> **What you will do**: Search the material for "struct" and show all lines that contain it.

> **Material for this exercise**:
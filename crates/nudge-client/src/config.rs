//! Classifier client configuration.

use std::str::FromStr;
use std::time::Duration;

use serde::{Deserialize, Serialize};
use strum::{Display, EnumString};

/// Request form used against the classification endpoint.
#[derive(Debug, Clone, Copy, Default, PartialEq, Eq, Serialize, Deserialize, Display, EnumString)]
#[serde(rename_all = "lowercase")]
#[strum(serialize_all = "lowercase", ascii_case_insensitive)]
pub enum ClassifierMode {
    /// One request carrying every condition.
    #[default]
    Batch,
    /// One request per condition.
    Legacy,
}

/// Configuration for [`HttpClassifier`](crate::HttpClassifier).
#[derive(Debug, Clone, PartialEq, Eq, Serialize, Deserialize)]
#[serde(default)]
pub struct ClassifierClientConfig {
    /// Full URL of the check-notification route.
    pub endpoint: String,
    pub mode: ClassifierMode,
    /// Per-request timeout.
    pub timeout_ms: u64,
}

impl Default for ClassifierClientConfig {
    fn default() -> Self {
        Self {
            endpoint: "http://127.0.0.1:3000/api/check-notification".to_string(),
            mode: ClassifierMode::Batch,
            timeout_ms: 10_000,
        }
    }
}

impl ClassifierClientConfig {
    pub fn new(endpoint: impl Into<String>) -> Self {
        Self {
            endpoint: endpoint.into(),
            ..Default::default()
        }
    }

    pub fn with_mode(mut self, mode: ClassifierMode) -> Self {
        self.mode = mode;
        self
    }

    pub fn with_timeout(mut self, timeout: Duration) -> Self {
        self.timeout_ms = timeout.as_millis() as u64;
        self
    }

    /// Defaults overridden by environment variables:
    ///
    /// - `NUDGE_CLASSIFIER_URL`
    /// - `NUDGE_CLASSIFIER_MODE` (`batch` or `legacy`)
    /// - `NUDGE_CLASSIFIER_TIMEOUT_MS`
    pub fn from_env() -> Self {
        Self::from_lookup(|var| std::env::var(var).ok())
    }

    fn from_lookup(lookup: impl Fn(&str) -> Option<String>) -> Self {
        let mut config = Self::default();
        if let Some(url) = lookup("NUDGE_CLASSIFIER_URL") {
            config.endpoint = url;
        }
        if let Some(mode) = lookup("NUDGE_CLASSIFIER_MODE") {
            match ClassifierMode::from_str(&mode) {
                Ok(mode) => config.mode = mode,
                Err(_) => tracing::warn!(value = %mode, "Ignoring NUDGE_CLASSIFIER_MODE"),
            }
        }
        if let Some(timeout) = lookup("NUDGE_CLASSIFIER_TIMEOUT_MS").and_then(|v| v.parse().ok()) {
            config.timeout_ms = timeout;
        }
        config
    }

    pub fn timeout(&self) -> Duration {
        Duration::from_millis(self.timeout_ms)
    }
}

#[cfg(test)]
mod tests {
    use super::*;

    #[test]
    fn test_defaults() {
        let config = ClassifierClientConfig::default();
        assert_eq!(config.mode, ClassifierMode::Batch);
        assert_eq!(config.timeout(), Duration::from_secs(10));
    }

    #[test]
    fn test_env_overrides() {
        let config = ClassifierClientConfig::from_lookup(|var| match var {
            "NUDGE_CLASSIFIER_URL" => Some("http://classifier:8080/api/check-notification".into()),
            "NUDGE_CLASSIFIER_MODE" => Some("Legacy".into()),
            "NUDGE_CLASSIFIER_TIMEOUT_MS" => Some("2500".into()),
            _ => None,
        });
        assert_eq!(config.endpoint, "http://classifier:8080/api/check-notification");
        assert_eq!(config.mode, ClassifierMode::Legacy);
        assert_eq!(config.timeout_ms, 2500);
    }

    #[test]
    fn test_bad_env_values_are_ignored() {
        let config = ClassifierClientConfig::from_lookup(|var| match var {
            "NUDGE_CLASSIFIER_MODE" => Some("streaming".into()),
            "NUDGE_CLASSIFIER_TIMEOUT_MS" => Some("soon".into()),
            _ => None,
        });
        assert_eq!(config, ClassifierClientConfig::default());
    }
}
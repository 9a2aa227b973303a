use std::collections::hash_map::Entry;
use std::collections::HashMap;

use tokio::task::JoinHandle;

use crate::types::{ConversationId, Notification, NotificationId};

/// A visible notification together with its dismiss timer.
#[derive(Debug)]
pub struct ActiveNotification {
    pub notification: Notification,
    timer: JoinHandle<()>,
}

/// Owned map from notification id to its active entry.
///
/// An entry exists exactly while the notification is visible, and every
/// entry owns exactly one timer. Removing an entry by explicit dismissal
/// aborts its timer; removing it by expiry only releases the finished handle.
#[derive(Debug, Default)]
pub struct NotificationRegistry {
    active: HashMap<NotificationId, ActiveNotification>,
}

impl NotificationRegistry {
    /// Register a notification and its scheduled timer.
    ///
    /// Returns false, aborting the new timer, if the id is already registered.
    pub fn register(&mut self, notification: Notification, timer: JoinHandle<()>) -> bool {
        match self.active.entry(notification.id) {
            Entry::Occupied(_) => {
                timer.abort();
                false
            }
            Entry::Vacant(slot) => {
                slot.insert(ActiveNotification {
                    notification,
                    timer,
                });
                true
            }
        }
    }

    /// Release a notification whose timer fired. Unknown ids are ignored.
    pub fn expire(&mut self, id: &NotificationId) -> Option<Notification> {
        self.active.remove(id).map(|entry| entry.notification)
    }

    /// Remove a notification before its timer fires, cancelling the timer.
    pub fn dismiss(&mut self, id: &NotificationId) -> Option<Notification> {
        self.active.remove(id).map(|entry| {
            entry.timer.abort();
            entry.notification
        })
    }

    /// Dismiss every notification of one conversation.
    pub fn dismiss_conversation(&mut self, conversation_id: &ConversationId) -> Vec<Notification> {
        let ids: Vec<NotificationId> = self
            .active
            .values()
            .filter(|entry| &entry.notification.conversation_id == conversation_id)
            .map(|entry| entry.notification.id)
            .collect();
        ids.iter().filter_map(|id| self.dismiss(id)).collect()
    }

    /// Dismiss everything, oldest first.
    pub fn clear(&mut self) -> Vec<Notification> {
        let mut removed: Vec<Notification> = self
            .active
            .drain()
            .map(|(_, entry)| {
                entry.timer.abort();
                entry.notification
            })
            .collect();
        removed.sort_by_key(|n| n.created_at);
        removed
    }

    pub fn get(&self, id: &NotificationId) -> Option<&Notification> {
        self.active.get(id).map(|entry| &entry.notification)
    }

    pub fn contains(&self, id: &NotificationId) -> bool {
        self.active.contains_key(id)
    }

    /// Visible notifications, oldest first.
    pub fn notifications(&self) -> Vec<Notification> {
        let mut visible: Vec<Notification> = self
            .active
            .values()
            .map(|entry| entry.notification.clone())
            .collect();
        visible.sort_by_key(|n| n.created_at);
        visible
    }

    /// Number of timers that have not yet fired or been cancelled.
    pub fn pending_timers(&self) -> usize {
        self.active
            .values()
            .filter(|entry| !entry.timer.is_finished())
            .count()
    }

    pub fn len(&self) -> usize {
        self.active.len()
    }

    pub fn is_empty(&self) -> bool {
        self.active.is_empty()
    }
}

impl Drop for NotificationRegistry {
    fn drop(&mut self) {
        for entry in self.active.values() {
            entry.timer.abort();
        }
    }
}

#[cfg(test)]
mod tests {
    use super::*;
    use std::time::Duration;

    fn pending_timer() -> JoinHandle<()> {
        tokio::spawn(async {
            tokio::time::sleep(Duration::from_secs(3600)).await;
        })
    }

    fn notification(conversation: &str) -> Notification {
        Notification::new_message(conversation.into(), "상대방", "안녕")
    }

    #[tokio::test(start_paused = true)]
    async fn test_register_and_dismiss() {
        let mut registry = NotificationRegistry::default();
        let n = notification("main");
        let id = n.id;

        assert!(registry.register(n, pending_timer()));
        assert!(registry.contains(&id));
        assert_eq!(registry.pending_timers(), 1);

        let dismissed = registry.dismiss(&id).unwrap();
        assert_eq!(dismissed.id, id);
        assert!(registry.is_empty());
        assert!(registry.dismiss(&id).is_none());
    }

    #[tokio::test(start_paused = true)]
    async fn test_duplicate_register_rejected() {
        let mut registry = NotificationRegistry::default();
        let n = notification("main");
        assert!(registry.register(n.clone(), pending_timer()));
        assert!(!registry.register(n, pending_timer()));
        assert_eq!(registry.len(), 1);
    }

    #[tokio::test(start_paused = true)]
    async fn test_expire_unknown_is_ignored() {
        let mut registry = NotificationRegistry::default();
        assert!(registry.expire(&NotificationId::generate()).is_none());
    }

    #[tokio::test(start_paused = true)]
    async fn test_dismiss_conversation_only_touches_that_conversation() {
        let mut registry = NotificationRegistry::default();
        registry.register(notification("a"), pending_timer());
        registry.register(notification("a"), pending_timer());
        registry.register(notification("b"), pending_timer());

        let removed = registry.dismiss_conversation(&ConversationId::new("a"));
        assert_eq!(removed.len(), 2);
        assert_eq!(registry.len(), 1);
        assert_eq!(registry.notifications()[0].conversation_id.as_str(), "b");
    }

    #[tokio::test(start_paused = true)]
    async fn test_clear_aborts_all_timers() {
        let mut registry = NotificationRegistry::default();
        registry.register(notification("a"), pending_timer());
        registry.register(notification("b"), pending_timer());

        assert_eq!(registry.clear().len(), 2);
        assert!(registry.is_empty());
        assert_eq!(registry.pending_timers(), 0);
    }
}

> **Result of this exercise**:
pub struct ClassifierClientConfig {
pub struct ActiveNotification {
pub struct NotificationRegistry {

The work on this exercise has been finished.